Liana Sakelliou is one of the Mentors of the association A Poets’Agora, so naturally the interview took place in the neoclassical house in Plaka holding its events. It was a pleasant sunny Athens day and Ms Sakelliou had brought her collections of books to share with our readers. She is relaxed and confident, and speaks of the giants of American and Greek literature as friends. A treasure of anecdotes is scattered casually during this interview about her erudite and voluminous work.

 

KLA: Where does your literary bent come from? Does it run in the family?

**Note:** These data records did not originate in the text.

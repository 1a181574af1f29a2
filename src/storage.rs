use std::fs::{File, OpenOptions};
use std::io::{self, Read, Seek, SeekFrom, Write};
use std::path::{Path, PathBuf};
use std::sync::Mutex;

use rkyv::{Archive, Deserialize, Serialize};
use tracing::{error, warn};

use crate::error::{Result, VersioningError};
use crate::model::Body;
use crate::rdf::RdfFormat;

/// A body as it is written to the journal. RDF travels as N-Triples.
#[derive(Archive, Serialize, Deserialize, Debug, Clone, PartialEq)]
#[archive(check_bytes)]
pub enum StoredBody {
    Rdf(String),
    Binary { content: Vec<u8>, media_type: String },
}

impl StoredBody {
    pub fn from_body(body: &Body) -> Result<Self> {
        Ok(match body {
            Body::Rdf(graph) => StoredBody::Rdf(RdfFormat::NTriples.serialize(graph)?),
            Body::Binary { content, media_type } => {
                StoredBody::Binary { content: content.clone(), media_type: media_type.clone() }
            }
        })
    }

    pub fn into_body(self) -> Result<Body> {
        Ok(match self {
            StoredBody::Rdf(text) => Body::Rdf(RdfFormat::NTriples.parse(text.as_bytes(), "")?),
            StoredBody::Binary { content, media_type } => Body::Binary { content, media_type },
        })
    }
}

/// One committed mutation.
#[derive(Archive, Serialize, Deserialize, Debug, Clone, PartialEq)]
#[archive(check_bytes)]
pub enum JournalEntry {
    PutResource { id: String, body: StoredBody, created: i64, last_modified: i64 },
    DeleteResource { id: String },
    CreateTimeMap { original: String },
    DeleteTimeMap { original: String },
    CreateMemento { original: String, token: u64, datetime: i64, body: StoredBody },
    DeleteMemento { original: String, token: u64 },
}

#[derive(Debug)]
pub struct Segment {
    pub file_path: PathBuf,
    file: File,
    current_offset: u64,
    strict: bool,
}

impl Segment {
    /// Opens (or creates) the segment and returns every intact entry in it.
    /// A torn or corrupt tail is cut off so later appends land after the
    /// last good record.
    pub fn open(path: &Path, strict: bool) -> io::Result<(Self, Vec<JournalEntry>)> {
        let mut file = OpenOptions::new().read(true).write(true).create(true).open(path)?;

        let mut bytes = Vec::new();
        file.read_to_end(&mut bytes)?;

        let mut entries = Vec::new();
        let mut offset = 0usize;
        while offset < bytes.len() {
            match decode_at(&bytes, offset) {
                Some((entry, next)) => {
                    entries.push(entry);
                    offset = next;
                }
                None => break,
            }
        }

        if offset < bytes.len() {
            warn!(
                "Journal {} has {} trailing byte(s) that do not form a record; truncating",
                path.display(),
                bytes.len() - offset
            );
            file.set_len(offset as u64)?;
            file.sync_all()?;
        }
        file.seek(SeekFrom::Start(offset as u64))?;

        Ok((Self { file_path: path.to_path_buf(), file, current_offset: offset as u64, strict }, entries))
    }

    pub fn append(&mut self, entry: &JournalEntry) -> io::Result<()> {
        let bytes = rkyv::to_bytes::<_, 1024>(entry).map_err(|e| io::Error::new(io::ErrorKind::Other, e.to_string()))?;

        let start = self.current_offset;

        // Length-prefixed write format: [Length (4b)][Data (N bytes)]
        let mut record = Vec::with_capacity(4 + bytes.len());
        record.extend_from_slice(&(bytes.len() as u32).to_le_bytes());
        record.extend_from_slice(&bytes);

        self.file.seek(SeekFrom::Start(start))?;
        self.file.write_all(&record)?;
        if self.strict {
            self.file.sync_data()?;
        }

        self.current_offset += record.len() as u64;
        Ok(())
    }

}

fn decode_at(bytes: &[u8], offset: usize) -> Option<(JournalEntry, usize)> {
    let len_end = offset.checked_add(4)?;
    let len = u32::from_le_bytes(bytes.get(offset..len_end)?.try_into().ok()?) as usize;
    let end = len_end.checked_add(len)?;
    let entry = decode(bytes.get(len_end..end)?)?;
    Some((entry, end))
}

fn decode(bytes: &[u8]) -> Option<JournalEntry> {
    let mut aligned = rkyv::AlignedVec::with_capacity(bytes.len());
    aligned.extend_from_slice(bytes);

    let archived = rkyv::check_archived_root::<JournalEntry>(&aligned).ok()?;
    archived.deserialize(&mut rkyv::Infallible).ok()
}

/// The commit point of every mutation. Without a segment the repository
/// runs in memory only and appends always succeed.
#[derive(Debug, Default)]
pub struct Journal {
    segment: Mutex<Option<Segment>>,
}

impl Journal {
    pub fn memory() -> Self {
        Self::default()
    }

    pub fn open(path: &Path, strict: bool) -> io::Result<(Self, Vec<JournalEntry>)> {
        let (segment, entries) = Segment::open(path, strict)?;
        Ok((Self { segment: Mutex::new(Some(segment)) }, entries))
    }

    pub fn is_persistent(&self) -> bool {
        self.segment.lock().map(|s| s.is_some()).unwrap_or(false)
    }

    pub fn append(&self, entry: &JournalEntry) -> Result<()> {
        let mut segment = self.segment.lock().map_err(|_| VersioningError::Poisoned)?;
        if let Some(segment) = segment.as_mut() {
            segment.append(entry).map_err(|e| {
                error!("Journal append to {} failed: {}", segment.file_path.display(), e);
                VersioningError::Storage(e)
            })?;
        }
        Ok(())
    }
}

#[cfg(test)]
mod tests {
    use super::*;

    fn sample() -> Vec<JournalEntry> {
        vec![
            JournalEntry::PutResource {
                id: "c".into(),
                body: StoredBody::Rdf("<http://localhost/c> <info:test#label> \"foo\" .\n".into()),
                created: 946684800,
                last_modified: 946684800,
            },
            JournalEntry::CreateTimeMap { original: "c".into() },
            JournalEntry::CreateMemento {
                original: "c".into(),
                token: 1,
                datetime: 946684800,
                body: StoredBody::Binary { content: b"binary content".to_vec(), media_type: "text/plain".into() },
            },
        ]
    }

    #[test]
    fn replays_what_was_appended() {
        let dir = tempfile::tempdir().unwrap();
        let path = dir.path().join("journal.dat");

        {
            let (mut segment, entries) = Segment::open(&path, true).unwrap();
            assert!(entries.is_empty());
            for entry in sample() {
                segment.append(&entry).unwrap();
            }
        }

        let (_, entries) = Segment::open(&path, false).unwrap();
        assert_eq!(entries, sample());
    }

    #[test]
    fn truncates_torn_tail() {
        let dir = tempfile::tempdir().unwrap();
        let path = dir.path().join("journal.dat");

        {
            let (mut segment, _) = Segment::open(&path, false).unwrap();
            for entry in sample() {
                segment.append(&entry).unwrap();
            }
        }
        let full = std::fs::metadata(&path).unwrap().len();
        {
            let mut file = OpenOptions::new().append(true).open(&path).unwrap();
            // A length prefix promising more bytes than follow.
            file.write_all(&64u32.to_le_bytes()).unwrap();
            file.write_all(b"partial").unwrap();
        }

        let (mut segment, entries) = Segment::open(&path, false).unwrap();
        assert_eq!(entries, sample());
        assert_eq!(std::fs::metadata(&path).unwrap().len(), full);

        let extra = JournalEntry::DeleteTimeMap { original: "c".into() };
        segment.append(&extra).unwrap();
        drop(segment);

        let (_, entries) = Segment::open(&path, false).unwrap();
        assert_eq!(entries.last(), Some(&extra));
        assert_eq!(entries.len(), 4);
    }

    #[test]
    fn memory_journal_accepts_everything() {
        let journal = Journal::memory();
        assert!(!journal.is_persistent());
        journal.append(&JournalEntry::DeleteResource { id: "x".into() }).unwrap();
    }
}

LS: No, I’m all alone in that. Note that my mother has a huge bookcase filled with books, and every time I wanted to read something, as a child, she always found a book to give me. Of course, they were chosen according to her own tastes, and the books had to do with the period she was reading them. That’s in the 50s when she started collecting books. Estia, a major publishing house at the time, offered many translations of different authors, French, American, British, Russian…. Twice a month, in the afternoon, someone would come to her house in Athens with bags filled with books, and she chose the ones she wanted and paid for them. She was eagerly waiting for him to come—he would talk about them. I wrote a short story about this because it’s superb to have the classics chosen for you at your own place instead of having to go to Athens’ center where Estia’s bookstore was. It also offered a taste of the period, the 1960s, such as translations of Pearl Buck’s works, all of which she bought. (laughs). Now it’s something that I do as well, when I like one book by one author, I buy all the published books by this author. That’s how I read Françoise Sagan, Ernest Hemingway, A. J. Cronin, Lawrence, V. Woolf! So, we had a large choice, and that’s how it all started with me. My parents wanted me to be a lawyer for the security it offered.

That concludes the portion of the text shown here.